Minimising turnaround time

Preparation for next patient

During the current procedure, the anaesthetic practitioner should prepare the anaesthetic room for the next patient. In theatres with a functioning set up room, the scrub team can start to prepare kit for the next patient. If there is no set up room, and a case needs a lot of equipment, for greatest efficiency the scrub team can double scrub for the set-up phase.

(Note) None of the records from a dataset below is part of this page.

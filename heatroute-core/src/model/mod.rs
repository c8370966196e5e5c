//! Data model for heat-aware evacuation routing
//!
//! Contains the street networks, the hazard model and the study area data.

pub mod area;
pub mod evacuation_model;
pub mod hazard;
pub mod shelters;
pub mod streets;

pub use area::StudyArea;
pub use evacuation_model::EvacuationModel;
pub use hazard::{
    HazardProfile, ParkOverlay, Scenario, VulnerabilityAttr, VulnerabilityLevel,
    VulnerabilityOverlay,
};
pub use shelters::{MAX_SHELTER_CANDIDATES, Shelter, ShelterCandidate, ShelterIndex};
pub use streets::{EdgeGeometry, IndexedPoint, NetworkKind, StreetEdge, StreetGraph, StreetNode};
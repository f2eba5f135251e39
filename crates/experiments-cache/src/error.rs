use crate::metadata::ArtifactKind;
use std::path::PathBuf;
use thiserror::Error;

pub type CacheResult<T> = std::result::Result<T, CacheError>;

/// Errors surfaced by the produce path and by request construction.
///
/// Validation never returns these: every failure on the validation path is
/// folded into a [`crate::Verdict::Miss`].
#[derive(Debug, Error)]
pub enum CacheError {
    #[error("invalid request: {0}")]
    InvalidRequest(String),

    #[error("dataset error: {0}")]
    Dataset(String),

    #[error("required input not found: {}", .0.display())]
    MissingInput(PathBuf),

    #[error("{kind} produce step failed: {message}")]
    Produce { kind: ArtifactKind, message: String },

    #[error("configuration error: {0}")]
    Config(String),

    #[error(transparent)]
    Io(#[from] std::io::Error),

    #[error(transparent)]
    Json(#[from] serde_json::Error),

    #[error(transparent)]
    Other(#[from] anyhow::Error),
}

impl CacheError {
    pub fn produce(kind: ArtifactKind, message: impl Into<String>) -> Self {
        Self::Produce { kind, message: message.into() }
    }
}
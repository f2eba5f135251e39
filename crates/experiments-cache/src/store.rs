//! Sidecar metadata persistence.
//!
//! One JSON record per artifact directory. Reads fail softly into
//! [`MetadataLoad::Invalid`] so callers treat every unreadable sidecar as a
//! cache miss. Writes go through a temp file in the same directory followed by
//! a rename, so a reader never observes a half-written record.
//!
//! There is no locking: a directory is assumed to have a single writer at a
//! time. Two processes producing into the same directory race, and the last
//! rename wins.

use crate::error::CacheResult;
use crate::layout::DEFAULT_METADATA_FILE;
use crate::metadata::ArtifactMetadata;
use std::io::Write;
use std::path::{Path, PathBuf};
use tracing::debug;

/// Why a sidecar could not be used.
#[derive(Debug, Clone, PartialEq, Eq)]
pub enum InvalidMetadata {
    NotFound,
    Unreadable(String),
    Malformed(String),
}

impl std::fmt::Display for InvalidMetadata {
    fn fmt(&self, f: &mut std::fmt::Formatter<'_>) -> std::fmt::Result {
        match self {
            Self::NotFound => f.write_str("metadata file not found"),
            Self::Unreadable(e) => write!(f, "metadata file unreadable: {e}"),
            Self::Malformed(e) => write!(f, "metadata file malformed: {e}"),
        }
    }
}

#[derive(Debug, Clone, PartialEq)]
pub enum MetadataLoad {
    Valid(ArtifactMetadata),
    Invalid(InvalidMetadata),
}

/// Handle over the sidecar files of artifact directories.
#[derive(Debug, Clone)]
pub struct MetadataStore {
    file_name: String,
}

impl Default for MetadataStore {
    fn default() -> Self {
        Self::new(DEFAULT_METADATA_FILE)
    }
}

impl MetadataStore {
    #[must_use]
    pub fn new(file_name: impl Into<String>) -> Self {
        Self { file_name: file_name.into() }
    }

    #[must_use]
    pub fn file_name(&self) -> &str {
        &self.file_name
    }

    #[must_use]
    pub fn metadata_path(&self, dir: &Path) -> PathBuf {
        dir.join(&self.file_name)
    }

    pub fn load(&self, dir: &Path) -> MetadataLoad {
        let path = self.metadata_path(dir);
        let bytes = match std::fs::read(&path) {
            Ok(bytes) => bytes,
            Err(e) if e.kind() == std::io::ErrorKind::NotFound => {
                return MetadataLoad::Invalid(InvalidMetadata::NotFound);
            }
            Err(e) => {
                debug!(path = %path.display(), error = %e, "metadata read failed");
                return MetadataLoad::Invalid(InvalidMetadata::Unreadable(e.to_string()));
            }
        };

        match serde_json::from_slice::<ArtifactMetadata>(&bytes) {
            Ok(metadata) => MetadataLoad::Valid(metadata),
            Err(e) => {
                debug!(path = %path.display(), error = %e, "metadata failed schema check");
                MetadataLoad::Invalid(InvalidMetadata::Malformed(e.to_string()))
            }
        }
    }

    /// Atomically replace the sidecar in `dir`.
    ///
    /// Must be the last write of a successful produce step.
    pub fn save(&self, dir: &Path, metadata: &ArtifactMetadata) -> CacheResult<()> {
        std::fs::create_dir_all(dir)?;
        let json = serde_json::to_string_pretty(metadata)?;

        let mut tmp = tempfile::Builder::new()
            .prefix(&format!("{}.", self.file_name))
            .suffix(".tmp")
            .tempfile_in(dir)?;
        tmp.write_all(json.as_bytes())?;
        tmp.as_file().sync_all()?;
        tmp.persist(self.metadata_path(dir)).map_err(|e| e.error)?;

        debug!(dir = %dir.display(), kind = %metadata.kind(), "metadata saved");
        Ok(())
    }

    /// Remove the sidecar in `dir`, if any.
    pub fn discard(&self, dir: &Path) -> CacheResult<()> {
        match std::fs::remove_file(self.metadata_path(dir)) {
            Ok(()) => {
                debug!(dir = %dir.display(), "metadata discarded");
                Ok(())
            }
            Err(e) if e.kind() == std::io::ErrorKind::NotFound => Ok(()),
            Err(e) => Err(e.into()),
        }
    }
}

#[cfg(test)]
mod tests {
    use super::*;
    use crate::metadata::ModelMetadata;
    use chrono::Utc;
    use tempfile::TempDir;

    fn model_metadata() -> ArtifactMetadata {
        ArtifactMetadata::Model(ModelMetadata {
            model_name: "distilbert-base-uncased".to_string(),
            files: vec!["config.json".to_string(), "model.safetensors".to_string()],
            config_hash: "deadbeef".to_string(),
            completed: true,
            created_at: Utc::now(),
        })
    }

    #[test]
    fn test_load_missing_is_not_found() {
        let temp = TempDir::new().unwrap();
        let store = MetadataStore::default();
        assert_eq!(store.load(temp.path()), MetadataLoad::Invalid(InvalidMetadata::NotFound));
    }

    #[test]
    fn test_load_missing_directory_is_not_found() {
        let temp = TempDir::new().unwrap();
        let store = MetadataStore::default();
        let load = store.load(&temp.path().join("never-created"));
        assert_eq!(load, MetadataLoad::Invalid(InvalidMetadata::NotFound));
    }

    #[test]
    fn test_load_malformed_json_is_invalid() {
        let temp = TempDir::new().unwrap();
        let store = MetadataStore::default();
        std::fs::write(store.metadata_path(temp.path()), "{not json").unwrap();
        assert!(matches!(store.load(temp.path()), MetadataLoad::Invalid(InvalidMetadata::Malformed(_))));
    }

    #[test]
    fn test_load_wrong_shape_is_invalid() {
        let temp = TempDir::new().unwrap();
        let store = MetadataStore::default();
        std::fs::write(
            store.metadata_path(temp.path()),
            r#"{"artifact_kind":"model","model_name":"x","completed":"yes"}"#,
        )
        .unwrap();
        assert!(matches!(store.load(temp.path()), MetadataLoad::Invalid(InvalidMetadata::Malformed(_))));
    }

    #[test]
    fn test_save_then_load() {
        let temp = TempDir::new().unwrap();
        let store = MetadataStore::new("meta.json");
        let metadata = model_metadata();

        store.save(temp.path(), &metadata).unwrap();
        assert!(temp.path().join("meta.json").exists());
        assert_eq!(store.load(temp.path()), MetadataLoad::Valid(metadata));

        // No temp files are left behind.
        let leftovers: Vec<_> = std::fs::read_dir(temp.path())
            .unwrap()
            .filter_map(Result::ok)
            .filter(|e| e.file_name().to_string_lossy().ends_with(".tmp"))
            .collect();
        assert!(leftovers.is_empty());
    }

    #[test]
    fn test_discard_is_idempotent() {
        let temp = TempDir::new().unwrap();
        let store = MetadataStore::default();
        store.save(temp.path(), &model_metadata()).unwrap();

        store.discard(temp.path()).unwrap();
        store.discard(temp.path()).unwrap();
        assert_eq!(store.load(temp.path()), MetadataLoad::Invalid(InvalidMetadata::NotFound));
    }
}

Sending for the next patient

The precise timing of sending for the next patient will depend on the patient pathway / hospital estate team make up but should always be before sign out and allow time for transfer and preoperative checks. This will ensure the next patient is in the anaesthetic room as their predecessor is leaving the theatre. Patient experience needs to be considered alongside productivity if the patient is being admitted directly to the anaesthetic room so they are not waiting in excess of 5 to 10 minutes. Theatre teams should monitor waits as a quality indicator.

Auto-send

An auto-send process should be embedded to give theatre and surgical teams the confidence to start the theatre list without waiting for postoperative bed confirmation. This process is essential to support lists with complex cases, and any concerns regarding intensive care / high dependency unit capacity that could affect it should be highlighted and discussed in the forward look huddle the day before.

Starting on time

Patient admission times should correspond with theatre start times, and this should mean the admission team can admit the first patient ahead of the surgical and anaesthetic teams arriving to review the patients.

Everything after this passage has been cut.